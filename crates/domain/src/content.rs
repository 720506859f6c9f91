//! Catalog content items and their classification enums.

use std::str::FromStr;

use chrono::{DateTime, Utc};
use movify_core::{AppError, AppResult, NonEmptyString};
use serde::{Deserialize, Serialize};

use crate::ids::{CastMemberId, ContentId};

/// Earliest accepted release year.
pub const RELEASE_YEAR_MIN: i32 = 1888;

/// Latest accepted release year.
pub const RELEASE_YEAR_MAX: i32 = 2200;

/// Video resolution of a content item.
#[derive(Debug, Clone, Copy, PartialEq, Eq, Hash, Serialize, Deserialize)]
pub enum Quality {
    /// 144 lines.
    P144,
    /// 240 lines.
    P240,
    /// 360 lines.
    P360,
    /// 480 lines.
    P480,
    /// 720 lines.
    P720,
    /// 1080 lines.
    P1080,
    /// 1440 lines.
    P1440,
    /// 2160 lines.
    P2160,
}

impl Quality {
    /// Returns the stable storage value.
    #[must_use]
    pub fn as_str(&self) -> &'static str {
        match self {
            Self::P144 => "144P",
            Self::P240 => "240P",
            Self::P360 => "360P",
            Self::P480 => "480P",
            Self::P720 => "720P",
            Self::P1080 => "1080P",
            Self::P1440 => "1440P",
            Self::P2160 => "2160P",
        }
    }
}

impl FromStr for Quality {
    type Err = AppError;

    fn from_str(value: &str) -> Result<Self, Self::Err> {
        match value {
            "144P" => Ok(Self::P144),
            "240P" => Ok(Self::P240),
            "360P" => Ok(Self::P360),
            "480P" => Ok(Self::P480),
            "720P" => Ok(Self::P720),
            "1080P" => Ok(Self::P1080),
            "1440P" => Ok(Self::P1440),
            "2160P" => Ok(Self::P2160),
            _ => Err(AppError::Validation(format!("unknown quality '{value}'"))),
        }
    }
}

/// Genre of a content item.
#[derive(Debug, Clone, Copy, PartialEq, Eq, Hash, Serialize, Deserialize)]
#[serde(rename_all = "SCREAMING_SNAKE_CASE")]
pub enum Genre {
    /// Action film.
    ActionFilm,
    /// Blockbuster.
    Blockbuster,
    /// Cartoon.
    Cartoon,
    /// Comedy.
    Comedy,
    /// Documentary.
    Documentary,
    /// Historical film.
    HistoricalFilm,
    /// Horror film.
    HorrorFilm,
    /// Musical.
    Musical,
    /// Drama.
    Drama,
    /// Thriller.
    Thriller,
}

impl Genre {
    /// Returns the stable storage value.
    #[must_use]
    pub fn as_str(&self) -> &'static str {
        match self {
            Self::ActionFilm => "ACTION_FILM",
            Self::Blockbuster => "BLOCKBUSTER",
            Self::Cartoon => "CARTOON",
            Self::Comedy => "COMEDY",
            Self::Documentary => "DOCUMENTARY",
            Self::HistoricalFilm => "HISTORICAL_FILM",
            Self::HorrorFilm => "HORROR_FILM",
            Self::Musical => "MUSICAL",
            Self::Drama => "DRAMA",
            Self::Thriller => "THRILLER",
        }
    }
}

impl FromStr for Genre {
    type Err = AppError;

    fn from_str(value: &str) -> Result<Self, Self::Err> {
        match value {
            "ACTION_FILM" => Ok(Self::ActionFilm),
            "BLOCKBUSTER" => Ok(Self::Blockbuster),
            "CARTOON" => Ok(Self::Cartoon),
            "COMEDY" => Ok(Self::Comedy),
            "DOCUMENTARY" => Ok(Self::Documentary),
            "HISTORICAL_FILM" => Ok(Self::HistoricalFilm),
            "HORROR_FILM" => Ok(Self::HorrorFilm),
            "MUSICAL" => Ok(Self::Musical),
            "DRAMA" => Ok(Self::Drama),
            "THRILLER" => Ok(Self::Thriller),
            _ => Err(AppError::Validation(format!("unknown genre '{value}'"))),
        }
    }
}

/// Format category of a content item.
#[derive(Debug, Clone, Copy, PartialEq, Eq, Hash, Serialize, Deserialize)]
#[serde(rename_all = "SCREAMING_SNAKE_CASE")]
pub enum Category {
    /// Feature film.
    Movie,
    /// Episodic series.
    Series,
    /// Animated feature.
    AnimatedFilm,
    /// Animated series.
    AnimatedSeries,
}

impl Category {
    /// Returns the stable storage value.
    #[must_use]
    pub fn as_str(&self) -> &'static str {
        match self {
            Self::Movie => "MOVIE",
            Self::Series => "SERIES",
            Self::AnimatedFilm => "ANIMATED_FILM",
            Self::AnimatedSeries => "ANIMATED_SERIES",
        }
    }
}

impl FromStr for Category {
    type Err = AppError;

    fn from_str(value: &str) -> Result<Self, Self::Err> {
        match value {
            "MOVIE" => Ok(Self::Movie),
            "SERIES" => Ok(Self::Series),
            "ANIMATED_FILM" => Ok(Self::AnimatedFilm),
            "ANIMATED_SERIES" => Ok(Self::AnimatedSeries),
            _ => Err(AppError::Validation(format!("unknown category '{value}'"))),
        }
    }
}

/// Minimum viewer age for a content item.
#[derive(Debug, Clone, Copy, PartialEq, Eq, Hash, Serialize, Deserialize)]
#[serde(rename_all = "SCREAMING_SNAKE_CASE")]
pub enum AgeRestriction {
    /// 6 and older.
    SixPlus,
    /// 12 and older.
    TwelvePlus,
    /// 16 and older.
    SixteenPlus,
    /// 18 and older.
    EighteenPlus,
}

impl AgeRestriction {
    /// Returns the stable storage value.
    #[must_use]
    pub fn as_str(&self) -> &'static str {
        match self {
            Self::SixPlus => "6+",
            Self::TwelvePlus => "12+",
            Self::SixteenPlus => "16+",
            Self::EighteenPlus => "18+",
        }
    }
}

impl FromStr for AgeRestriction {
    type Err = AppError;

    fn from_str(value: &str) -> Result<Self, Self::Err> {
        match value {
            "6+" => Ok(Self::SixPlus),
            "12+" => Ok(Self::TwelvePlus),
            "16+" => Ok(Self::SixteenPlus),
            "18+" => Ok(Self::EighteenPlus),
            _ => Err(AppError::Validation(format!(
                "unknown age restriction '{value}'"
            ))),
        }
    }
}

/// Person credited on a content item.
#[derive(Debug, Clone, PartialEq, Eq, Serialize, Deserialize)]
pub struct CastMember {
    /// Credit identifier.
    pub id: CastMemberId,
    /// Person's full name.
    pub full_name: String,
    /// Role played or performed.
    pub role_name: String,
}

/// Cast credit supplied on create or replace.
#[derive(Debug, Clone, PartialEq, Eq, Serialize, Deserialize)]
pub struct NewCastMember {
    /// Person's full name.
    pub full_name: String,
    /// Role played or performed.
    pub role_name: String,
}

impl NewCastMember {
    fn into_cast_member(self) -> AppResult<CastMember> {
        let full_name = NonEmptyString::new(self.full_name)?;
        let role_name = NonEmptyString::new(self.role_name)?;

        Ok(CastMember {
            id: CastMemberId::new(),
            full_name: full_name.as_str().trim().to_owned(),
            role_name: role_name.as_str().trim().to_owned(),
        })
    }
}

/// Movie or series in the catalog.
#[derive(Debug, Clone, PartialEq, Eq)]
pub struct Content {
    /// Content identifier.
    pub id: ContentId,
    /// Display title.
    pub title: String,
    /// Video resolution.
    pub quality: Quality,
    /// Genre.
    pub genre: Genre,
    /// Format category.
    pub category: Category,
    /// Minimum viewer age.
    pub age_restriction: AgeRestriction,
    /// Synopsis.
    pub description: Option<String>,
    /// Cover image URL.
    pub thumbnail: Option<String>,
    /// Publisher or studio.
    pub publisher: Option<String>,
    /// Year of first release.
    pub release_year: Option<i32>,
    /// Credited cast.
    pub cast_members: Vec<CastMember>,
    /// Creation timestamp.
    pub created_at: DateTime<Utc>,
    /// Last modification timestamp.
    pub updated_at: DateTime<Utc>,
}

/// Input for creating a content item.
#[derive(Debug, Clone, PartialEq, Eq)]
pub struct NewContent {
    /// Display title.
    pub title: String,
    /// Video resolution.
    pub quality: Quality,
    /// Genre.
    pub genre: Genre,
    /// Format category.
    pub category: Category,
    /// Minimum viewer age.
    pub age_restriction: AgeRestriction,
    /// Synopsis.
    pub description: Option<String>,
    /// Cover image URL.
    pub thumbnail: Option<String>,
    /// Publisher or studio.
    pub publisher: Option<String>,
    /// Year of first release.
    pub release_year: Option<i32>,
    /// Credited cast.
    pub cast_members: Vec<NewCastMember>,
}

/// Partial update; `None` fields keep the stored value.
#[derive(Debug, Clone, Default, PartialEq, Eq)]
pub struct ContentPatch {
    /// New title.
    pub title: Option<String>,
    /// New resolution.
    pub quality: Option<Quality>,
    /// New genre.
    pub genre: Option<Genre>,
    /// New category.
    pub category: Option<Category>,
    /// New age restriction.
    pub age_restriction: Option<AgeRestriction>,
    /// New synopsis.
    pub description: Option<String>,
    /// New cover image URL.
    pub thumbnail: Option<String>,
    /// New publisher.
    pub publisher: Option<String>,
    /// New release year.
    pub release_year: Option<i32>,
    /// Replacement cast list.
    pub cast_members: Option<Vec<NewCastMember>>,
}

impl Content {
    /// Builds a new content item from validated input.
    pub fn create(input: NewContent, now: DateTime<Utc>) -> AppResult<Self> {
        let title = validate_title(input.title)?;
        if let Some(year) = input.release_year {
            validate_release_year(year)?;
        }

        let cast_members = input
            .cast_members
            .into_iter()
            .map(NewCastMember::into_cast_member)
            .collect::<AppResult<Vec<_>>>()?;

        Ok(Self {
            id: ContentId::new(),
            title,
            quality: input.quality,
            genre: input.genre,
            category: input.category,
            age_restriction: input.age_restriction,
            description: input.description,
            thumbnail: input.thumbnail,
            publisher: input.publisher,
            release_year: input.release_year,
            cast_members,
            created_at: now,
            updated_at: now,
        })
    }

    /// Merges non-empty patch fields into this item.
    pub fn apply_patch(&mut self, patch: ContentPatch, now: DateTime<Utc>) -> AppResult<()> {
        // Validate before mutating so a rejected patch leaves the item intact.
        let title = patch.title.map(validate_title).transpose()?;
        if let Some(year) = patch.release_year {
            validate_release_year(year)?;
        }
        let cast_members = patch
            .cast_members
            .map(|members| {
                members
                    .into_iter()
                    .map(NewCastMember::into_cast_member)
                    .collect::<AppResult<Vec<_>>>()
            })
            .transpose()?;

        if let Some(title) = title {
            self.title = title;
        }
        if let Some(quality) = patch.quality {
            self.quality = quality;
        }
        if let Some(genre) = patch.genre {
            self.genre = genre;
        }
        if let Some(category) = patch.category {
            self.category = category;
        }
        if let Some(age_restriction) = patch.age_restriction {
            self.age_restriction = age_restriction;
        }
        if patch.description.is_some() {
            self.description = patch.description;
        }
        if patch.thumbnail.is_some() {
            self.thumbnail = patch.thumbnail;
        }
        if patch.publisher.is_some() {
            self.publisher = patch.publisher;
        }
        if patch.release_year.is_some() {
            self.release_year = patch.release_year;
        }
        if let Some(cast_members) = cast_members {
            self.cast_members = cast_members;
        }

        self.updated_at = now;
        Ok(())
    }
}

/// Search criteria combined with AND; absent criteria match everything.
#[derive(Debug, Clone, Default, PartialEq, Eq, Serialize, Deserialize)]
pub struct ContentFilter {
    /// Case-insensitive title substring.
    pub title: Option<String>,
    /// Exact genre.
    pub genre: Option<Genre>,
    /// Exact age restriction.
    pub age_restriction: Option<AgeRestriction>,
    /// Exact release year.
    pub release_year: Option<i32>,
}

impl ContentFilter {
    /// Returns the trimmed title fragment, ignoring blank input.
    #[must_use]
    pub fn title_fragment(&self) -> Option<&str> {
        self.title
            .as_deref()
            .map(str::trim)
            .filter(|fragment| !fragment.is_empty())
    }

    /// Returns whether `content` satisfies every present criterion.
    #[must_use]
    pub fn matches(&self, content: &Content) -> bool {
        let title_matches = self.title_fragment().is_none_or(|fragment| {
            content
                .title
                .to_lowercase()
                .contains(&fragment.to_lowercase())
        });

        title_matches
            && self.genre.is_none_or(|genre| content.genre == genre)
            && self
                .age_restriction
                .is_none_or(|age_restriction| content.age_restriction == age_restriction)
            && self
                .release_year
                .is_none_or(|year| content.release_year == Some(year))
    }
}

fn validate_title(title: String) -> AppResult<String> {
    let title = NonEmptyString::new(title)
        .map_err(|_| AppError::Validation("content title must not be empty".to_owned()))?;
    Ok(title.as_str().trim().to_owned())
}

fn validate_release_year(year: i32) -> AppResult<()> {
    if !(RELEASE_YEAR_MIN..=RELEASE_YEAR_MAX).contains(&year) {
        return Err(AppError::Validation(format!(
            "release year must be between {RELEASE_YEAR_MIN} and {RELEASE_YEAR_MAX}"
        )));
    }

    Ok(())
}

* * * *

[Exercise]:
The answer must be all the lines above that hold the word "ActionFilm".

[Written response]:
    ActionFilm,
            Self::ActionFilm => "ACTION_FILM",
            "ACTION_FILM" => Ok(Self::ActionFilm),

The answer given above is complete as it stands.